Please always be concerned about security of your target hosts, its hardening and security assessment is absolutely necessary.
As noted in comments, you need to protect the channel of deployment from the outside world, here an high level example:
Answer:
in order to use the Windows Machine File Copy task you need to:
on the target machine (the one running IIS) enable File and Printer Sharing running the following command from administrative command prompt:
netsh advfirewall firewall set rule group="File and Printer Sharing" new enable=yes
assure that on the target machine PowerShell 4 or more recent is installed; the following executed from a PS command prompt prints the version installed on the local machine:
PS> $PSVersionTable.PSVersion
To get PowerShell 5 you could for example install WMF 5
;
on the target machine you must have installed .NET Framework 4.5 or more recent;
For the other two tasks (Manage/Deploy IIS Task), both require you to enable a WinRM HTTPS listener on the target machine. For development deployment scenario you could follow these steps:
download the ConfigureWinRM.ps1 PowerShell script at from the officaial VSTS Tasks GitHub repository;
enable from an Administrative PowerShel command prompt the RemoteSigned PowerShell execution policy:
PS> Set-ExecutionPolicy RemoteSigned
run the script with the following arguments:
PS> ConfigureWinRM.ps1 FQDN https
Note that FQDN is the complete domain name of your machine as it is reached by the VSTS task, e.g. myhostname.domain.example .
Note also that this script downloads two executables (makecert.exe and winrmconf.cmd) from Internet, so this machine must have Internet connection. Otherwise just download those two files, place them sibling to the script, comment out from the script the Download-Files invocation.
Now you have enabled a WinRM HTTPS listener with a self signed certificate. Remember to use the "Test Certificate" option (which ironically means to not test the certificate, better name would have been "Skip CA Check") for those two tasks.
In production deployment scenario you may want to use instead a certificate which is properly signed.
Windows File Copy is designed to work on the same network and enabling it on the internet would open your server for hacking. It's designed for internal networks. FTP would also result in a significant security risk unless managed properly.

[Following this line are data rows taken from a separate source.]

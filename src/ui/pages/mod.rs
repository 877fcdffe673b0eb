pub mod dashboard;
pub mod landing;

pub use dashboard::DashboardPage;
pub use landing::LandingPage;
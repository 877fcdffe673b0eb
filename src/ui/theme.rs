//! Shared class strings and chart palette for the dashboard.

// ============================================
// SURFACES
// ============================================

pub const PAGE: &str = "min-h-screen bg-gradient-to-br from-slate-900 to-slate-800 text-white p-6";
pub const PANEL: &str = "bg-slate-800/50 rounded-2xl p-6";
pub const SECTION_TITLE: &str = "text-xl font-semibold";

// ============================================
// PILLS
// ============================================

#[derive(Clone, Copy, Debug, PartialEq, Eq)]
pub enum Pill {
    Fee,
    Score,
    Points,
}

pub fn pill_class(pill: Pill) -> &'static str {
    match pill {
        Pill::Fee => "px-2 py-1 rounded-full bg-lime-400/20 text-lime-400",
        Pill::Score => "px-2 py-1 rounded-full bg-yellow-400/20 text-yellow-400",
        Pill::Points => "px-2 py-1 rounded-full bg-blue-400/20 text-blue-400",
    }
}

// ============================================
// FORM
// ============================================

pub const LABEL: &str = "block text-xs font-semibold uppercase text-slate-400";
pub const INPUT: &str = "mt-1 w-full rounded-lg border border-slate-700 bg-slate-950 px-3 py-2 text-sm text-slate-100 focus:border-lime-400 focus:outline-none";
pub const BTN_PRIMARY: &str = "rounded-lg bg-lime-400 px-4 py-2 text-sm font-semibold text-slate-900 hover:bg-lime-300 disabled:opacity-50";
pub const BTN_SECONDARY: &str = "rounded-lg border border-slate-600 px-4 py-2 text-sm font-semibold text-slate-200 hover:bg-slate-800 disabled:opacity-50";

// ============================================
// CHART
// ============================================

const CARD_SERIES: [&str; 3] = ["#84cc16", "#60a5fa", "#f87171"];
pub const COMBINED_SERIES: &str = "#a855f7";
pub const AXIS: &str = "#94a3b8";

/// Line color for the card at `index` in upstream order.
pub fn series_color(index: usize) -> &'static str {
    CARD_SERIES[index % CARD_SERIES.len()]
}

#[cfg(test)]
mod tests {
    use super::*;

    #[test]
    fn series_colors_cycle() {
        assert_eq!(series_color(0), "#84cc16");
        assert_eq!(series_color(2), "#f87171");
        assert_eq!(series_color(3), series_color(0));
    }
}
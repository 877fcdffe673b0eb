//! Thin asynchronous client for the card recommendation service.
//!
//! Sends the user profile (and any transaction rows) and returns the
//! ordered recommendation list the dashboard renders.

use std::time::Duration;

use reqwest::{Client, Url};
use serde::Serialize;
use thiserror::Error;

use crate::domain::{DashboardPayload, RecommendationResponse, TransactionRecord, UserProfile};
use crate::util::{config::Settings, version::user_agent};

#[derive(Debug, Error)]
pub enum RecommendationClientError {
    #[error("invalid URL: {0}")]
    InvalidUrl(#[from] url::ParseError),
    #[error("http request error: {0}")]
    Http(#[from] reqwest::Error),
    #[error("service returned no recommendations")]
    Empty,
}

#[derive(Debug, Serialize)]
#[serde(rename_all = "camelCase")]
struct RecommendationRequest<'a> {
    user_info: &'a UserProfile,
    transaction_data: &'a [TransactionRecord],
}

#[derive(Clone)]
pub struct RecommendationClient {
    http: Client,
    endpoint: Url,
}

impl RecommendationClient {
    pub fn from_settings(settings: &Settings) -> Result<Self, RecommendationClientError> {
        Self::with_endpoint(
            &settings.recommendation_endpoint,
            Duration::from_secs(settings.request_timeout_secs.max(1)),
        )
    }

    pub fn with_endpoint(endpoint: &str, timeout: Duration) -> Result<Self, RecommendationClientError> {
        let endpoint = Url::parse(endpoint.trim())?;
        let http = Client::builder()
            .user_agent(user_agent())
            .timeout(timeout)
            .build()?;
        Ok(Self { http, endpoint })
    }

    /// Requests recommendations and bundles them with the inputs into a dashboard payload.
    pub async fn recommend(
        &self,
        user_info: UserProfile,
        transaction_data: Vec<TransactionRecord>,
    ) -> Result<DashboardPayload, RecommendationClientError> {
        tracing::info!(endpoint = %self.endpoint, user = %user_info.username, "requesting recommendations");

        let request = RecommendationRequest {
            user_info: &user_info,
            transaction_data: &transaction_data,
        };
        let response = self
            .http
            .post(self.endpoint.clone())
            .json(&request)
            .send()
            .await?
            .error_for_status()?;
        let recommendations: RecommendationResponse = response.json().await?;

        if recommendations.recommendations.is_empty() {
            tracing::warn!(endpoint = %self.endpoint, "recommendation service returned an empty list");
            return Err(RecommendationClientError::Empty);
        }

        tracing::info!(
            cards = recommendations.recommendations.len(),
            "received recommendations"
        );

        Ok(DashboardPayload {
            recommendations,
            user_info,
            transaction_data,
        })
    }
}

#[cfg(test)]
mod tests {
    use super::*;
    use axum::{http::StatusCode, routing::post, Json, Router};
    use serde_json::{json, Value};

    fn profile() -> UserProfile {
        UserProfile {
            username: "river".to_string(),
            income: 72_000.0,
            age: 34,
            oldest_account_length_years: 9.0,
            credit_score: 771,
            annual_fee_willingness: 250.0,
        }
    }

    fn response_body(count: usize) -> Value {
        let recommendations = (0..count)
            .map(|idx| {
                json!({
                    "rec_reasoning": format!("reason {idx}"),
                    "card_name": format!("Card {idx}"),
                    "card_info": {
                        "cardName": format!("Card {idx}"),
                        "cardType": "Cashback",
                        "issuer": "Discover",
                        "annualFee": 0,
                        "APR": "18%",
                        "rewards": {
                            "pointsPerDollar": { "dining": 2, "other": 1 },
                            "signUpBonus": { "minimumSpend": 500, "timeFrameMonths": 3 }
                        },
                        "benefits": [],
                        "creditCardScoreMin": 650,
                        "creditCardScoreMax": 850,
                        "linkToApply": "https://example.com",
                        "countryOfOrigin": "USA",
                        "difficulty_rating": 1
                    }
                })
            })
            .collect::<Vec<_>>();
        json!({ "global_reasoning": "Balanced spender.", "recommendations": recommendations })
    }

    async fn serve(router: Router) -> String {
        let listener = tokio::net::TcpListener::bind("127.0.0.1:0")
            .await
            .expect("bind");
        let addr = listener.local_addr().expect("addr");
        tokio::spawn(async move {
            axum::serve(listener, router).await.expect("serve");
        });
        format!("http://{addr}/recommend")
    }

    #[tokio::test]
    async fn posts_profile_and_bundles_payload() {
        let router = Router::new().route(
            "/recommend",
            post(|Json(body): Json<Value>| async move {
                assert_eq!(body["userInfo"]["creditScore"], 771);
                assert!(body["transactionData"].is_array());
                Json(response_body(2))
            }),
        );
        let endpoint = serve(router).await;
        let client = RecommendationClient::with_endpoint(&endpoint, Duration::from_secs(5))
            .expect("client");

        let payload = client.recommend(profile(), Vec::new()).await.expect("payload");
        assert_eq!(payload.recommendations.recommendations.len(), 2);
        assert_eq!(payload.recommendations.recommendations[1].card_info.card_name, "Card 1");
        assert_eq!(payload.user_info.credit_score, 771);
    }

    #[tokio::test]
    async fn empty_list_is_an_error() {
        let router = Router::new().route("/recommend", post(|| async { Json(response_body(0)) }));
        let endpoint = serve(router).await;
        let client = RecommendationClient::with_endpoint(&endpoint, Duration::from_secs(5))
            .expect("client");

        let result = client.recommend(profile(), Vec::new()).await;
        assert!(matches!(result, Err(RecommendationClientError::Empty)));
    }

    #[tokio::test]
    async fn server_errors_surface_as_http_errors() {
        let router = Router::new().route(
            "/recommend",
            post(|| async { (StatusCode::INTERNAL_SERVER_ERROR, "boom") }),
        );
        let endpoint = serve(router).await;
        let client = RecommendationClient::with_endpoint(&endpoint, Duration::from_secs(5))
            .expect("client");

        let result = client.recommend(profile(), Vec::new()).await;
        assert!(matches!(result, Err(RecommendationClientError::Http(_))));
    }

    #[test]
    fn rejects_invalid_endpoint() {
        let result = RecommendationClient::with_endpoint("::nope::", Duration::from_secs(1));
        assert!(matches!(result, Err(RecommendationClientError::InvalidUrl(_))));
    }
}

The easiest way to move forward would be to run an Agent on the VM in AWS that you want to release to. The agent will then download the artifacts to the AWS VM and run whatever tasks you need to install.
This allows you to run tasks on the local machine without opening it up to security risks.
If you had multiple machines that you need to manage in AWS you can easily create a local network that will allow your single agent to use Windows File Copy to push files to multiple VM's without risk.